• [Requirement]: Please copy every line below that contains the string "columns".

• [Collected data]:

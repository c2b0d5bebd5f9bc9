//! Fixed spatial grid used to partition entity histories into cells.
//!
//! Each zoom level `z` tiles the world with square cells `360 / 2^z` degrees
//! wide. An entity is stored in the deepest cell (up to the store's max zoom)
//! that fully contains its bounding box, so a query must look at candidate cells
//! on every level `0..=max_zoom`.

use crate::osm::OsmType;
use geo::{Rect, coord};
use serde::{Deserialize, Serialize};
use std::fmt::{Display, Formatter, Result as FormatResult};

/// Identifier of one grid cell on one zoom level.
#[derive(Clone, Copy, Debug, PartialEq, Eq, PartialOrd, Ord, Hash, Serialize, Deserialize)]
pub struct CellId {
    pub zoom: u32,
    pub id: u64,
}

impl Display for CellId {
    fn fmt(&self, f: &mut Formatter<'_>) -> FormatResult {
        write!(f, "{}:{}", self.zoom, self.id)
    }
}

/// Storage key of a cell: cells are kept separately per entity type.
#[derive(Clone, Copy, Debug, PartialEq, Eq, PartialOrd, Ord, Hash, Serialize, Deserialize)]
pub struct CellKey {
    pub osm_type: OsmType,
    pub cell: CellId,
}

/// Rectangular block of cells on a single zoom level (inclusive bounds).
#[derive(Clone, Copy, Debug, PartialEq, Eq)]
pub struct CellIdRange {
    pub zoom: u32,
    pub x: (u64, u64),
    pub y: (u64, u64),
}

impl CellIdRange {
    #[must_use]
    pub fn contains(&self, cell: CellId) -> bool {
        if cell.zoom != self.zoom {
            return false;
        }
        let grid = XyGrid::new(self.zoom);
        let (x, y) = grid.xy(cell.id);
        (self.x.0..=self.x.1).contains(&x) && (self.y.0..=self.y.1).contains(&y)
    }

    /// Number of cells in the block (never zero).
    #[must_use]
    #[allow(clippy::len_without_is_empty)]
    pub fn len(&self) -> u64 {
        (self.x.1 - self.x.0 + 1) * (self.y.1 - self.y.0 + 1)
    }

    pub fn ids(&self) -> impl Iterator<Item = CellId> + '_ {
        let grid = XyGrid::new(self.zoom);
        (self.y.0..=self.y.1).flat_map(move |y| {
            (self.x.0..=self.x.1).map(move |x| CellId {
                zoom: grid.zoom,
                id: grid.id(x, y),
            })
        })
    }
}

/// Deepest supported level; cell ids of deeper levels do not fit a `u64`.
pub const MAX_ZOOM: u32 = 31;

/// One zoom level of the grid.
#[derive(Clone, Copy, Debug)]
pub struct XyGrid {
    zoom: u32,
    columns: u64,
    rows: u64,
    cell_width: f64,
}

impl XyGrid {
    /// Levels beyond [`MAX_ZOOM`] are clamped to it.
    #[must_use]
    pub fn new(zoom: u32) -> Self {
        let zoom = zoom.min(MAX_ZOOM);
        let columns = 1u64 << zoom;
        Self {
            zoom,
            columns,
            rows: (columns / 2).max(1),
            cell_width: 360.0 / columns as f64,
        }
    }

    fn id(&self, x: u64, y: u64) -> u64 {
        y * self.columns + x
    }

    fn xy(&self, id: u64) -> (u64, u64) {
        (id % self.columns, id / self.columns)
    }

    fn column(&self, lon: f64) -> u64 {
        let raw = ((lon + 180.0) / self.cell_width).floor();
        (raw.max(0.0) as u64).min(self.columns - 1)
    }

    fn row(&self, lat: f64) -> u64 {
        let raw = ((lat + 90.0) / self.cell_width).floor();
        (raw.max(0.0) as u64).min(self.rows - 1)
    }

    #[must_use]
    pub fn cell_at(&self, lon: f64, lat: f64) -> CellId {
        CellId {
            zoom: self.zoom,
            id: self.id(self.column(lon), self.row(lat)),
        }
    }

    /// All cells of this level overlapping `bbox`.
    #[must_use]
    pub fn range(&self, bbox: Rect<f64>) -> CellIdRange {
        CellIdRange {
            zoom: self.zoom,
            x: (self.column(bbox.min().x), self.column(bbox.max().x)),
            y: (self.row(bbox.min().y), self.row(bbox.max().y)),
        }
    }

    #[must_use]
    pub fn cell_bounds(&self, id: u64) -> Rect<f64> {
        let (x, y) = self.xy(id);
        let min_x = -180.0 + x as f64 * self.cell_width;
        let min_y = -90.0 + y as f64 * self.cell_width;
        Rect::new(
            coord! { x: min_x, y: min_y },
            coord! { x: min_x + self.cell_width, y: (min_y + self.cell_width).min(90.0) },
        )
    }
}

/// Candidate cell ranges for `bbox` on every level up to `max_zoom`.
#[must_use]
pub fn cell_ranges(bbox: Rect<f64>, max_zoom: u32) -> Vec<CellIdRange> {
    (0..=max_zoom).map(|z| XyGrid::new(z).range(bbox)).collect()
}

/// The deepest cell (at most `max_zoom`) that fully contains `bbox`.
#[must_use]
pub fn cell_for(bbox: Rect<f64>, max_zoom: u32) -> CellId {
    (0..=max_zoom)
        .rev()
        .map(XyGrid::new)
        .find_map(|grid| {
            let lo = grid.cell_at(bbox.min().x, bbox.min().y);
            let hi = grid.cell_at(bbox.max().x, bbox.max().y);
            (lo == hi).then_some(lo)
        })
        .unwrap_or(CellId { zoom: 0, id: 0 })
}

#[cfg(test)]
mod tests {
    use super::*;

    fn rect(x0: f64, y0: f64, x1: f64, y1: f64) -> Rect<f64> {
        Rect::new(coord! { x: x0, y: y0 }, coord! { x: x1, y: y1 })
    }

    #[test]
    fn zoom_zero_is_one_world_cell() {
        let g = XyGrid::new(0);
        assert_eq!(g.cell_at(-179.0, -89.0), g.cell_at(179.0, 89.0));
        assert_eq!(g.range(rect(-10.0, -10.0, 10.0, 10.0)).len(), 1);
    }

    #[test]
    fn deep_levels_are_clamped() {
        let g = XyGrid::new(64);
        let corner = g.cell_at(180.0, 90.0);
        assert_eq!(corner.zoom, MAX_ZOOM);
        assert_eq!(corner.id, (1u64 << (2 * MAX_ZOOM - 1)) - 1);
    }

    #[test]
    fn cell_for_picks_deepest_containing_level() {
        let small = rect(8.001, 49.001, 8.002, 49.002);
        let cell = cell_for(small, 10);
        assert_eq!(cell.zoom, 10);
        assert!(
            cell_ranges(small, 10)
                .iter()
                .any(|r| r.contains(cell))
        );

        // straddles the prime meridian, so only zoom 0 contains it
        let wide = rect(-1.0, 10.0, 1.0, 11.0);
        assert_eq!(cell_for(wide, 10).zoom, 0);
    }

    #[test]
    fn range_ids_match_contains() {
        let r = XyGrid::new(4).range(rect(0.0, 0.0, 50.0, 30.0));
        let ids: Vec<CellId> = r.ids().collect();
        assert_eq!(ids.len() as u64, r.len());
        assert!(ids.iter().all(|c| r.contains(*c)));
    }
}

...

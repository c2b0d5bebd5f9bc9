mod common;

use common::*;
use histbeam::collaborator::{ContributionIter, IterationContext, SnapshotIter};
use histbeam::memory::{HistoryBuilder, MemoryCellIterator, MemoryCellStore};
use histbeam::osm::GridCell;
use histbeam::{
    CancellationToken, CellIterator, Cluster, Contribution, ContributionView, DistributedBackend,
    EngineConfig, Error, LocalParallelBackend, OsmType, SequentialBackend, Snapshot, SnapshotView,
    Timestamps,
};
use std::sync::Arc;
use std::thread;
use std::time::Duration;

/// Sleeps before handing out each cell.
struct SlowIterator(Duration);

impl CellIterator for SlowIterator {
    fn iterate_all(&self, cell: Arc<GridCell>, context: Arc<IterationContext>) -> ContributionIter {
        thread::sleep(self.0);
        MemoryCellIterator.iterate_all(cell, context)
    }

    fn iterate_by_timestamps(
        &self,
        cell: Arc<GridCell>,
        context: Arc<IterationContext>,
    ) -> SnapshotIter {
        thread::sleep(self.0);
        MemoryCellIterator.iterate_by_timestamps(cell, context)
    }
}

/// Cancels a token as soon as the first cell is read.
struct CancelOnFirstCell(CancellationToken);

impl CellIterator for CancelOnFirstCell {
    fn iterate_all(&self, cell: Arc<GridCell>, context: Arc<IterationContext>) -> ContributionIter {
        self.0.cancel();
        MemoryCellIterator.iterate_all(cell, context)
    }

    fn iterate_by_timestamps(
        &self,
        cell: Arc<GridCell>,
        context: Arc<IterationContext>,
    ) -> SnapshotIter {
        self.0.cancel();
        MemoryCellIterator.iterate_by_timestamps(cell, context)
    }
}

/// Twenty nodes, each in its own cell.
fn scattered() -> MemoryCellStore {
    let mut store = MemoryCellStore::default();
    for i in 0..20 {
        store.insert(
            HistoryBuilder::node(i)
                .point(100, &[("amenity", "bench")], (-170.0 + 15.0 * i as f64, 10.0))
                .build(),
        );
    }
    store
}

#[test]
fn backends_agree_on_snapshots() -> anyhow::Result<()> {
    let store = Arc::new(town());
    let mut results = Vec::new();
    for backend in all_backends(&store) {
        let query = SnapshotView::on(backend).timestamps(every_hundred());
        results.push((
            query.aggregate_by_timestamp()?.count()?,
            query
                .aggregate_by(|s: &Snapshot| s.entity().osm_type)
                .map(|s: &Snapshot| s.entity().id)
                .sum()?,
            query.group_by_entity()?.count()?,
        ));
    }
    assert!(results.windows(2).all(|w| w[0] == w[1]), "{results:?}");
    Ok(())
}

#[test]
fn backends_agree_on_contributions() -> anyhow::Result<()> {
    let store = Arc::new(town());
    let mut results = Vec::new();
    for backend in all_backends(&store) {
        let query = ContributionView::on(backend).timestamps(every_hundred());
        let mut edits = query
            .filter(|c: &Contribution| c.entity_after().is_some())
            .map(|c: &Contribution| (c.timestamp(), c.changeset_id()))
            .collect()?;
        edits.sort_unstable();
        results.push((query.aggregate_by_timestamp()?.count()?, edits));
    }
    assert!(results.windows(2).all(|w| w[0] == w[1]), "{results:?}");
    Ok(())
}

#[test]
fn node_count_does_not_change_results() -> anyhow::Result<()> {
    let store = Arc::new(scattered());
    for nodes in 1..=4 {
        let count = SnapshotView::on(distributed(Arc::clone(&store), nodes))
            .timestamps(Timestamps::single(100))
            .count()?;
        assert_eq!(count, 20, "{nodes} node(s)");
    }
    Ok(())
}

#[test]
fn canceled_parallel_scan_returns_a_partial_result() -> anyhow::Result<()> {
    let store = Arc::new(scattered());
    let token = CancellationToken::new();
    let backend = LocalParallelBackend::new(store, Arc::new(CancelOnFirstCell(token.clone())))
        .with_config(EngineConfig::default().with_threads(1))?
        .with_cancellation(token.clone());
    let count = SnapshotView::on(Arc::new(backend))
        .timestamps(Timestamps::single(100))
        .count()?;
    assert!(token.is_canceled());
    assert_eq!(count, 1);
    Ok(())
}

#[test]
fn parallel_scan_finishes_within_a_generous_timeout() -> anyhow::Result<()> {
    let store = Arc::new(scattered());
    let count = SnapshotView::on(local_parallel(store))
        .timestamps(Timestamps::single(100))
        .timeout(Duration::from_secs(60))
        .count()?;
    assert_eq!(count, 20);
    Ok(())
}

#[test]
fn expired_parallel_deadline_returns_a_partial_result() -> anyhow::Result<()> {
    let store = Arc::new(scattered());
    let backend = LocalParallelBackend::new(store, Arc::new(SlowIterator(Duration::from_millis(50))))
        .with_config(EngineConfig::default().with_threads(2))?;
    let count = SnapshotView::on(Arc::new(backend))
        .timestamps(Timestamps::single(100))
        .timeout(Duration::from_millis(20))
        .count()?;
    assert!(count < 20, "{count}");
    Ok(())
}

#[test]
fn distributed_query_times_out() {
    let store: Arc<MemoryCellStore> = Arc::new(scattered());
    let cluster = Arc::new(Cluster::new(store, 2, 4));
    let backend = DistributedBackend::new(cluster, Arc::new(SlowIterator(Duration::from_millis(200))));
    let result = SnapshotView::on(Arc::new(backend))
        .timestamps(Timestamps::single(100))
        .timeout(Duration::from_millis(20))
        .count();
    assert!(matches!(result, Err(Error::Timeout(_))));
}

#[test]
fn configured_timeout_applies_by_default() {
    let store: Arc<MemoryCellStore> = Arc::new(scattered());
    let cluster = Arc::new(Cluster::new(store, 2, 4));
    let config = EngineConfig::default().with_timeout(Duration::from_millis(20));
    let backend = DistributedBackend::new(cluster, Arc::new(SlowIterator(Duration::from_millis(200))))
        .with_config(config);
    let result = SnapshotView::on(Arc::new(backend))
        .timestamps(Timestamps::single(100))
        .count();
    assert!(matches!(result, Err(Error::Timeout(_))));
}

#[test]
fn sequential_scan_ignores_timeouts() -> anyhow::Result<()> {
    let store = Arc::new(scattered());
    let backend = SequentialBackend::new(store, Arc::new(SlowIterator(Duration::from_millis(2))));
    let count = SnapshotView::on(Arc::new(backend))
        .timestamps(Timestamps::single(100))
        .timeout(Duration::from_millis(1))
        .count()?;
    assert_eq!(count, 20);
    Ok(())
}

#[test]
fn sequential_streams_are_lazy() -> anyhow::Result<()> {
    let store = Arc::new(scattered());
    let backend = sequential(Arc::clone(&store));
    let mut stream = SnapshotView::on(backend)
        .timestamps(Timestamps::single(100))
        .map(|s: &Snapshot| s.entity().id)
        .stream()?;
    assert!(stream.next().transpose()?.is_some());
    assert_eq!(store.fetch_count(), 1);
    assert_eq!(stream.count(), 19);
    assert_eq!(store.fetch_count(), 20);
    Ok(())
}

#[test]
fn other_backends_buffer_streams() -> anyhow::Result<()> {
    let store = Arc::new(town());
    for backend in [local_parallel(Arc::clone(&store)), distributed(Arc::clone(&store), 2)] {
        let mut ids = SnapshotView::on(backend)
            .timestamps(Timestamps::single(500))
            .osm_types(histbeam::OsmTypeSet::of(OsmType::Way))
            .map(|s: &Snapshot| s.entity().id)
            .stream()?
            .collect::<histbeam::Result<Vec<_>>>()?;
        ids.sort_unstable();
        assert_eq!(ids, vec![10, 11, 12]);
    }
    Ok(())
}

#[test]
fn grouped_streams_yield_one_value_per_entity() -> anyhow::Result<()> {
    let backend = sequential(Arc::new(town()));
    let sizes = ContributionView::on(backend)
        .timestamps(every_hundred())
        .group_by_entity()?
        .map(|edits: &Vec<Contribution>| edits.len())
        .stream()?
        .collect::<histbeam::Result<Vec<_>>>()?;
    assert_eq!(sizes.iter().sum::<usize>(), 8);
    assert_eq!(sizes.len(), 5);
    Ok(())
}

• [Solution below]:
    columns: u64,
        let columns = 1u64 << zoom;
            columns,
            rows: (columns / 2).max(1),
            cell_width: 360.0 / columns as f64,
        y * self.columns + x
        (id % self.columns, id / self.columns)
        (raw.max(0.0) as u64).min(self.columns - 1)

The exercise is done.